#### Data shown
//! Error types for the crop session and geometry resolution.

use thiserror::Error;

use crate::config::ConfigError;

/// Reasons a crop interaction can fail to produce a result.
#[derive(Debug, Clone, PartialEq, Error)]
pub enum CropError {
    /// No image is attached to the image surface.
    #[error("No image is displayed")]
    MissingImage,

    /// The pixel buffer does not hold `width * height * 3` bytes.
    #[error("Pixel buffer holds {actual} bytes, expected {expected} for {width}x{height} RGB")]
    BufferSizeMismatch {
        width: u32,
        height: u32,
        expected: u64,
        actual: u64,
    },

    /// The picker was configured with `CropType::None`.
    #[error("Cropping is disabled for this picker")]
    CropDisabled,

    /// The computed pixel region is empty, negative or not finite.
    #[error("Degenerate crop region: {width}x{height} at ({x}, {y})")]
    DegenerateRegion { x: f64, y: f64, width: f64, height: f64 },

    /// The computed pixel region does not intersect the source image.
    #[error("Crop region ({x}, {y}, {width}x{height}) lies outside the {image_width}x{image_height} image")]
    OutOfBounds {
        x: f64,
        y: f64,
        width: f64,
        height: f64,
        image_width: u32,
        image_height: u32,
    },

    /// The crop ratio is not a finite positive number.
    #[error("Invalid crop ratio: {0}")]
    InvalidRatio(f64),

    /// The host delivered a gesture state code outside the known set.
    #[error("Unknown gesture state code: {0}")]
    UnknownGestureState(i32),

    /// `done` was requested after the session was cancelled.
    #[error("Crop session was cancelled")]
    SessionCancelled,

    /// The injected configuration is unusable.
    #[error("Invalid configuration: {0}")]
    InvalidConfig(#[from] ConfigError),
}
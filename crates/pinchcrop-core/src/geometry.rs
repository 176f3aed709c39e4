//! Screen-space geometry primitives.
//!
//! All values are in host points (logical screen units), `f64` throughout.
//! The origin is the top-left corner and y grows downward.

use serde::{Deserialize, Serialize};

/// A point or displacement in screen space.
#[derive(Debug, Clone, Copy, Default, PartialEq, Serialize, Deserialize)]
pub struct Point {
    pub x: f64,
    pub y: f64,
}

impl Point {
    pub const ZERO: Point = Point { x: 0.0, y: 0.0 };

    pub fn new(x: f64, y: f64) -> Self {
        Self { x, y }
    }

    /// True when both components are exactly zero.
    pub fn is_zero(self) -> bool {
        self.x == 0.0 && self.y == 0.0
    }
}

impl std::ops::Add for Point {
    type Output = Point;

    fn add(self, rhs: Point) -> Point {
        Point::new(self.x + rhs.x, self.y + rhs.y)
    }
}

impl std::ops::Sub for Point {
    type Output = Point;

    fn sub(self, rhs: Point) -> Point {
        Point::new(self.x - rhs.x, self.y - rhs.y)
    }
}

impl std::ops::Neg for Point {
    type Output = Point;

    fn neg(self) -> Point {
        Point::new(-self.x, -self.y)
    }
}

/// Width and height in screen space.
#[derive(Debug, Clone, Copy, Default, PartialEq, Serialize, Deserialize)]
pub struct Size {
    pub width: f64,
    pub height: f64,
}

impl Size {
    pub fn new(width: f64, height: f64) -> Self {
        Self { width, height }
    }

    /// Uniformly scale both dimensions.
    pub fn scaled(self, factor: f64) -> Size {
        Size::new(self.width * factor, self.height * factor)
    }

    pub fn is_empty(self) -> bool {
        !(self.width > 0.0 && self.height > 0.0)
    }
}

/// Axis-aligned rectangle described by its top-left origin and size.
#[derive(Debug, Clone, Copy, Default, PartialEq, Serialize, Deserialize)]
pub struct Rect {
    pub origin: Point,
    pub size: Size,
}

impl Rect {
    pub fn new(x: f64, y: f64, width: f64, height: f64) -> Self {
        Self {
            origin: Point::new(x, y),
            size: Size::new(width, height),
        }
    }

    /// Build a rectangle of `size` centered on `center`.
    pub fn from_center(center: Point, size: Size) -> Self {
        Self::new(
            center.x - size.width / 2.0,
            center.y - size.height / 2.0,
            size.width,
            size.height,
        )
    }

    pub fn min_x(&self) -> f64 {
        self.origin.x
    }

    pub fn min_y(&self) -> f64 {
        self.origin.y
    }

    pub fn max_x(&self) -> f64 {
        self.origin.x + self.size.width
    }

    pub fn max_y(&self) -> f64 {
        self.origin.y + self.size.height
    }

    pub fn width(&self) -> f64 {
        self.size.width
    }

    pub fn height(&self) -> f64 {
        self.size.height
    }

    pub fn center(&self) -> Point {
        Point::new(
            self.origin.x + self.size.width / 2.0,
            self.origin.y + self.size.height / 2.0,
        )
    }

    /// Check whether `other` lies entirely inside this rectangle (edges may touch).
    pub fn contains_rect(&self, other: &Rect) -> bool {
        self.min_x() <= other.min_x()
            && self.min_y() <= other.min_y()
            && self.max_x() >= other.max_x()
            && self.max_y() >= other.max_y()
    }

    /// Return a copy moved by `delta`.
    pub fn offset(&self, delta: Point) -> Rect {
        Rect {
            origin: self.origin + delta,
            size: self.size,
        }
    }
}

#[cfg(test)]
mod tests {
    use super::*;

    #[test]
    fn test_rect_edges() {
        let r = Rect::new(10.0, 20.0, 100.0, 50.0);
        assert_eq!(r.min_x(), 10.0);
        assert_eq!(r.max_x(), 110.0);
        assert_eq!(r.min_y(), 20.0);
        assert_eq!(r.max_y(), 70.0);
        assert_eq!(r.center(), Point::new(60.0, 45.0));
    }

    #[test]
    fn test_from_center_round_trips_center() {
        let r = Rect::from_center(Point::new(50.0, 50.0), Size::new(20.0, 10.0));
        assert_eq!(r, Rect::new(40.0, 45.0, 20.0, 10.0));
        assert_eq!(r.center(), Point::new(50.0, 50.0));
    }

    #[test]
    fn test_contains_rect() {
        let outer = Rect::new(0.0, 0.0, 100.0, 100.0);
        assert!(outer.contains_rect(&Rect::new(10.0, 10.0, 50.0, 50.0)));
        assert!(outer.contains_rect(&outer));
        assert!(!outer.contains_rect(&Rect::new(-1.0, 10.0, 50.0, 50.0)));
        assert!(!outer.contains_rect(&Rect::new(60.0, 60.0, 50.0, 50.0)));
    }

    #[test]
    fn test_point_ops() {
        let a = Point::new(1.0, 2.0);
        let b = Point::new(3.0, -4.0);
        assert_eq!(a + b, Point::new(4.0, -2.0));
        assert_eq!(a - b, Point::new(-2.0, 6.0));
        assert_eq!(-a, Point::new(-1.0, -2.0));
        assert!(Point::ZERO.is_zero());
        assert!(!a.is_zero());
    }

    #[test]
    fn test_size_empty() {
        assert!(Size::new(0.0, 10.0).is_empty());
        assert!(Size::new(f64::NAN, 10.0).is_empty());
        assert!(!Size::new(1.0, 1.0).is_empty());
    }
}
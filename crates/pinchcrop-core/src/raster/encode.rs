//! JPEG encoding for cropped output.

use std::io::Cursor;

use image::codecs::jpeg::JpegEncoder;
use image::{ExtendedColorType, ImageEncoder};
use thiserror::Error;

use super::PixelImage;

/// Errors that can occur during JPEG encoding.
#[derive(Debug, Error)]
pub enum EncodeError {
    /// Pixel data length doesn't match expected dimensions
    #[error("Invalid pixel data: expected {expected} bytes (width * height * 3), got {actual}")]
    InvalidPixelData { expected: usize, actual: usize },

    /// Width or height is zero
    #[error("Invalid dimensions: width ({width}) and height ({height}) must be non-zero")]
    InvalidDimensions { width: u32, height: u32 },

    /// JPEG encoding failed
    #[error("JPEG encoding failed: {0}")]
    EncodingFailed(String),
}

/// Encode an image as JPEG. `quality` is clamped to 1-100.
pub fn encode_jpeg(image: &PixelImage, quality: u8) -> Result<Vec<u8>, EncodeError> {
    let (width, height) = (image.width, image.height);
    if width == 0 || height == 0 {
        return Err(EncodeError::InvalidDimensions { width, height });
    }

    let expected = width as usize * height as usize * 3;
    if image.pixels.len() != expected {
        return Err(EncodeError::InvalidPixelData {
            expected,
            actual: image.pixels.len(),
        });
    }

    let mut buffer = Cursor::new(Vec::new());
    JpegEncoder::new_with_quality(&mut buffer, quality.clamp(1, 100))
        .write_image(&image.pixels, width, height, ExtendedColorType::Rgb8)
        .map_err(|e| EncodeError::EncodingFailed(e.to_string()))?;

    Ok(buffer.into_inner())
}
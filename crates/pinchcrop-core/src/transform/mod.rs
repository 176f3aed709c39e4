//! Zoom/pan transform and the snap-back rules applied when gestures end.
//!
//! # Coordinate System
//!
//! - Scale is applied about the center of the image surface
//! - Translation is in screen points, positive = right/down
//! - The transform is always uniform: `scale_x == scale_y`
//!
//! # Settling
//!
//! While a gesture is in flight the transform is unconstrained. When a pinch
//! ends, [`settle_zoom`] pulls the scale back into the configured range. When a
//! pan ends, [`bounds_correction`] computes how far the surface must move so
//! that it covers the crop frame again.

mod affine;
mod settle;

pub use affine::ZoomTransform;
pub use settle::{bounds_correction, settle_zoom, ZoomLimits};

#### Exercise directions
Among the entries above, how many lines contain the string "ends"? Only the number should be given.

#### Task output
2